(Dataset records)

----

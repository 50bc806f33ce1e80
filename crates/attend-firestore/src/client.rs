//! Firestore REST API client.
//!
//! Service-account authentication with a cached token, a tuned HTTP client,
//! retry of transient failures and per-request tracing spans and metrics.

use std::sync::Arc;
use std::time::{Duration, Instant};

use gcp_auth::{CustomServiceAccount, TokenProvider};
use reqwest::{Client, RequestBuilder, Response, StatusCode};
use tracing::{info_span, Instrument};

use crate::error::{FirestoreError, FirestoreResult};
use crate::metrics::record_request;
use crate::retry::RetryConfig;
use crate::token_cache::TokenCache;
use crate::types::{CommitRequest, CommitResponse, Document, Write};

/// Firestore client configuration.
#[derive(Debug, Clone)]
pub struct FirestoreConfig {
    /// GCP project ID
    pub project_id: String,
    /// Database ID (usually "(default)")
    pub database_id: String,
    /// Request timeout
    pub timeout: Duration,
    /// Connect timeout
    pub connect_timeout: Duration,
    /// Retry configuration
    pub retry: RetryConfig,
}

impl FirestoreConfig {
    /// Create config from environment variables.
    pub fn from_env() -> FirestoreResult<Self> {
        let project_id = std::env::var("GCP_PROJECT_ID")
            .ok()
            .filter(|s| !s.trim().is_empty())
            .or_else(|| {
                std::env::var("FIREBASE_PROJECT_ID")
                    .ok()
                    .filter(|s| !s.trim().is_empty())
            })
            .ok_or_else(|| {
                FirestoreError::config(
                    "GCP_PROJECT_ID or FIREBASE_PROJECT_ID must be set to access Firestore",
                )
            })?;

        let connect_timeout_secs: u64 = std::env::var("FIRESTORE_CONNECT_TIMEOUT_SECS")
            .ok()
            .and_then(|s| s.parse().ok())
            .unwrap_or(5);
        let timeout_secs: u64 = std::env::var("FIRESTORE_TIMEOUT_SECS")
            .ok()
            .and_then(|s| s.parse().ok())
            .unwrap_or(30);

        let retry = RetryConfig::from_env();
        retry.validate()?;

        Ok(Self {
            project_id,
            database_id: std::env::var("FIRESTORE_DATABASE_ID")
                .ok()
                .filter(|s| !s.trim().is_empty())
                .unwrap_or_else(|| "(default)".to_string()),
            timeout: Duration::from_secs(timeout_secs),
            connect_timeout: Duration::from_secs(connect_timeout_secs),
            retry,
        })
    }

    /// `projects/{project}/databases/{database}/documents`
    pub fn documents_root(&self) -> String {
        format!(
            "projects/{}/databases/{}/documents",
            self.project_id, self.database_id
        )
    }
}

/// Firestore REST API client.
#[derive(Clone)]
pub struct FirestoreClient {
    http: Client,
    config: FirestoreConfig,
    base_url: String,
    token_cache: Arc<TokenCache>,
}

impl FirestoreClient {
    /// Create a client authenticated with the service account named by
    /// `GOOGLE_APPLICATION_CREDENTIALS`.
    pub async fn new(config: FirestoreConfig) -> FirestoreResult<Self> {
        let auth = Self::create_auth_provider()?;
        Self::with_token_provider(config, auth)
    }

    /// Create a client with an explicit token provider.
    pub fn with_token_provider(
        config: FirestoreConfig,
        auth: Arc<dyn TokenProvider>,
    ) -> FirestoreResult<Self> {
        let http = Client::builder()
            .timeout(config.timeout)
            .connect_timeout(config.connect_timeout)
            .pool_idle_timeout(Duration::from_secs(90))
            .pool_max_idle_per_host(4)
            .user_agent(concat!("attend-firestore/", env!("CARGO_PKG_VERSION")))
            .build()
            .map_err(FirestoreError::Network)?;

        let base_url = format!("https://firestore.googleapis.com/v1/{}", config.documents_root());

        Ok(Self {
            http,
            config,
            base_url,
            token_cache: Arc::new(TokenCache::new(auth)),
        })
    }

    fn create_auth_provider() -> FirestoreResult<Arc<dyn TokenProvider>> {
        let service_account = CustomServiceAccount::from_env().map_err(|e| {
            FirestoreError::auth_error(format!("Failed to load service account: {}", e))
        })?;

        match service_account {
            Some(sa) => Ok(Arc::new(sa)),
            None => Err(FirestoreError::auth_error(
                "GOOGLE_APPLICATION_CREDENTIALS not set. \
                 Set it to the path of your service account JSON file.",
            )),
        }
    }

    /// Create from environment variables.
    pub async fn from_env() -> FirestoreResult<Self> {
        let config = FirestoreConfig::from_env()?;
        Self::new(config).await
    }

    pub fn config(&self) -> &FirestoreConfig {
        &self.config
    }

    /// Full resource name of `{collection_path}/{doc_id}`, as used inside writes.
    pub fn full_document_name(&self, collection_path: &str, doc_id: &str) -> String {
        format!("{}/{}/{}", self.config.documents_root(), collection_path, doc_id)
    }

    fn document_url(&self, collection_path: &str, doc_id: &str) -> String {
        format!(
            "{}/{}/{}",
            self.base_url,
            collection_path,
            urlencoding::encode(doc_id)
        )
    }

    fn is_access_token_expired(body: &str) -> bool {
        body.contains("ACCESS_TOKEN_EXPIRED") || body.contains("\"UNAUTHENTICATED\"")
    }

    /// Send a request built by `build`, refreshing the token once on expiry.
    async fn send_authorized<F>(&self, url: &str, build: F) -> FirestoreResult<Response>
    where
        F: Fn(&str) -> RequestBuilder,
    {
        let token = self.token_cache.get_token().await?;
        let response = build(&token).send().await?;
        if response.status() != StatusCode::UNAUTHORIZED {
            return Ok(response);
        }

        let body = response.text().await.unwrap_or_default();
        if !Self::is_access_token_expired(&body) {
            return Err(FirestoreError::from_http_status(
                StatusCode::UNAUTHORIZED.as_u16(),
                format!("{} failed: {}", url, body),
            ));
        }

        self.token_cache.invalidate().await;
        let token = self.token_cache.get_token().await?;
        Ok(build(&token).send().await?)
    }

    /// Get a document; `None` when it does not exist.
    pub async fn get_document(
        &self,
        collection_path: &str,
        doc_id: &str,
    ) -> FirestoreResult<Option<Document>> {
        let url = self.document_url(collection_path, doc_id);

        self.execute_request("get_document", collection_path, Some(doc_id), async {
            let response = self
                .send_authorized(&url, |token| self.http.get(&url).bearer_auth(token))
                .await?;

            match response.status() {
                StatusCode::OK => Ok(Some(response.json().await?)),
                StatusCode::NOT_FOUND => Ok(None),
                status => Err(Self::handle_error_response(status, &url, response).await),
            }
        })
        .await
    }

    /// Apply `writes` atomically: either all succeed or none do.
    pub async fn commit(&self, writes: Vec<Write>) -> FirestoreResult<CommitResponse> {
        if writes.is_empty() {
            return Ok(CommitResponse::default());
        }
        if writes.len() > 500 {
            return Err(FirestoreError::request_failed(
                "Commit exceeds 500 write limit",
            ));
        }

        let url = format!("{}:commit", self.base_url);
        let request = CommitRequest { writes };

        self.execute_request("commit", "commit", None, async {
            let response = self
                .send_authorized(&url, |token| {
                    self.http.post(&url).bearer_auth(token).json(&request)
                })
                .await?;

            match response.status() {
                StatusCode::OK => Ok(response.json().await?),
                status => Err(Self::handle_error_response(status, &url, response).await),
            }
        })
        .await
    }

    /// Execute with the configured retry policy.
    pub async fn with_retry<T, F, Fut>(&self, operation: &str, op: F) -> FirestoreResult<T>
    where
        F: Fn() -> Fut,
        Fut: std::future::Future<Output = FirestoreResult<T>>,
    {
        crate::retry::with_retry(&self.config.retry, operation, op).await
    }

    /// Execute a request with tracing and metrics.
    async fn execute_request<T, F>(
        &self,
        operation: &str,
        collection: &str,
        doc_id: Option<&str>,
        fut: F,
    ) -> FirestoreResult<T>
    where
        F: std::future::Future<Output = FirestoreResult<T>>,
    {
        let span = match doc_id {
            Some(id) => {
                info_span!("firestore_request", operation = %operation, collection = %collection, doc_id = %id)
            }
            None => info_span!("firestore_request", operation = %operation, collection = %collection),
        };

        let start = Instant::now();
        let result = fut.instrument(span).await;
        let latency_ms = start.elapsed().as_millis() as f64;

        let status = match &result {
            Ok(_) => 200,
            Err(e) => e.http_status().unwrap_or(500),
        };
        record_request(operation, status, latency_ms);

        result
    }

    async fn handle_error_response(status: StatusCode, url: &str, response: Response) -> FirestoreError {
        let body = response.text().await.unwrap_or_default();
        FirestoreError::from_http_status(status.as_u16(), format!("{} failed: {}", url, body))
    }
}
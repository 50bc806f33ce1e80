//! Firestore error types.

use thiserror::Error;

/// Result type for Firestore operations.
pub type FirestoreResult<T> = Result<T, FirestoreError>;

/// Errors that can occur during Firestore operations.
#[derive(Debug, Error)]
pub enum FirestoreError {
    #[error("Authentication failed: {0}")]
    AuthError(String),

    #[error("Configuration error: {0}")]
    Config(String),

    #[error("Document not found: {0}")]
    NotFound(String),

    #[error("Document already exists: {0}")]
    AlreadyExists(String),

    #[error("Permission denied: {0}")]
    PermissionDenied(String),

    #[error("Request failed: {0}")]
    RequestFailed(String),

    #[error("Server error ({0}): {1}")]
    ServerError(u16, String),

    #[error("Rate limited, retry after {0}ms")]
    RateLimited(u64),

    #[error("Network error: {0}")]
    Network(#[from] reqwest::Error),

    #[error("JSON error: {0}")]
    Json(#[from] serde_json::Error),
}

/// Default back-off when a 429 carries no usable hint.
const DEFAULT_RATE_LIMIT_MS: u64 = 1000;

impl FirestoreError {
    pub fn auth_error(msg: impl Into<String>) -> Self {
        Self::AuthError(msg.into())
    }

    pub fn config(msg: impl Into<String>) -> Self {
        Self::Config(msg.into())
    }

    pub fn request_failed(msg: impl Into<String>) -> Self {
        Self::RequestFailed(msg.into())
    }

    /// Map a non-success HTTP status to an error variant.
    pub fn from_http_status(status: u16, msg: impl Into<String>) -> Self {
        let msg = msg.into();
        match status {
            401 => Self::AuthError(msg),
            403 => Self::PermissionDenied(msg),
            404 => Self::NotFound(msg),
            409 => Self::AlreadyExists(msg),
            429 => Self::RateLimited(DEFAULT_RATE_LIMIT_MS),
            500..=599 => Self::ServerError(status, msg),
            _ => Self::RequestFailed(msg),
        }
    }

    /// HTTP status this error corresponds to, when known.
    pub fn http_status(&self) -> Option<u16> {
        match self {
            Self::AuthError(_) => Some(401),
            Self::PermissionDenied(_) => Some(403),
            Self::NotFound(_) => Some(404),
            Self::AlreadyExists(_) => Some(409),
            Self::RateLimited(_) => Some(429),
            Self::ServerError(code, _) => Some(*code),
            Self::Network(e) => e.status().map(|s| s.as_u16()),
            _ => None,
        }
    }

    /// Server-suggested wait before retrying.
    pub fn retry_after_ms(&self) -> Option<u64> {
        match self {
            Self::RateLimited(ms) => Some(*ms),
            _ => None,
        }
    }

    /// Check if error is retryable.
    pub fn is_retryable(&self) -> bool {
        matches!(
            self,
            FirestoreError::Network(_) | FirestoreError::RateLimited(_) | FirestoreError::ServerError(..)
        )
    }
}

----

- Work to complete:
Of all the entries above, output exactly the lines between the one holding "pub struct FirestoreClient" and the one holding "full_document_name(&self, collection_path: &str, doc_id: &str)", inclusive.

- Finished exercise:
pub struct FirestoreClient {
    http: Client,
    config: FirestoreConfig,
    base_url: String,
    token_cache: Arc<TokenCache>,
}

impl FirestoreClient {
    /// Create a client authenticated with the service account named by
    /// `GOOGLE_APPLICATION_CREDENTIALS`.
    pub async fn new(config: FirestoreConfig) -> FirestoreResult<Self> {
        let auth = Self::create_auth_provider()?;
        Self::with_token_provider(config, auth)
    }

    /// Create a client with an explicit token provider.
    pub fn with_token_provider(
        config: FirestoreConfig,
        auth: Arc<dyn TokenProvider>,
    ) -> FirestoreResult<Self> {
        let http = Client::builder()
            .timeout(config.timeout)
            .connect_timeout(config.connect_timeout)
            .pool_idle_timeout(Duration::from_secs(90))
            .pool_max_idle_per_host(4)
            .user_agent(concat!("attend-firestore/", env!("CARGO_PKG_VERSION")))
            .build()
            .map_err(FirestoreError::Network)?;

        let base_url = format!("https://firestore.googleapis.com/v1/{}", config.documents_root());

        Ok(Self {
            http,
            config,
            base_url,
            token_cache: Arc::new(TokenCache::new(auth)),
        })
    }

    fn create_auth_provider() -> FirestoreResult<Arc<dyn TokenProvider>> {
        let service_account = CustomServiceAccount::from_env().map_err(|e| {
            FirestoreError::auth_error(format!("Failed to load service account: {}", e))
        })?;

        match service_account {
            Some(sa) => Ok(Arc::new(sa)),
            None => Err(FirestoreError::auth_error(
                "GOOGLE_APPLICATION_CREDENTIALS not set. \
                 Set it to the path of your service account JSON file.",
            )),
        }
    }

    /// Create from environment variables.
    pub async fn from_env() -> FirestoreResult<Self> {
        let config = FirestoreConfig::from_env()?;
        Self::new(config).await
    }

    pub fn config(&self) -> &FirestoreConfig {
        &self.config
    }

    /// Full resource name of `{collection_path}/{doc_id}`, as used inside writes.
    pub fn full_document_name(&self, collection_path: &str, doc_id: &str) -> String {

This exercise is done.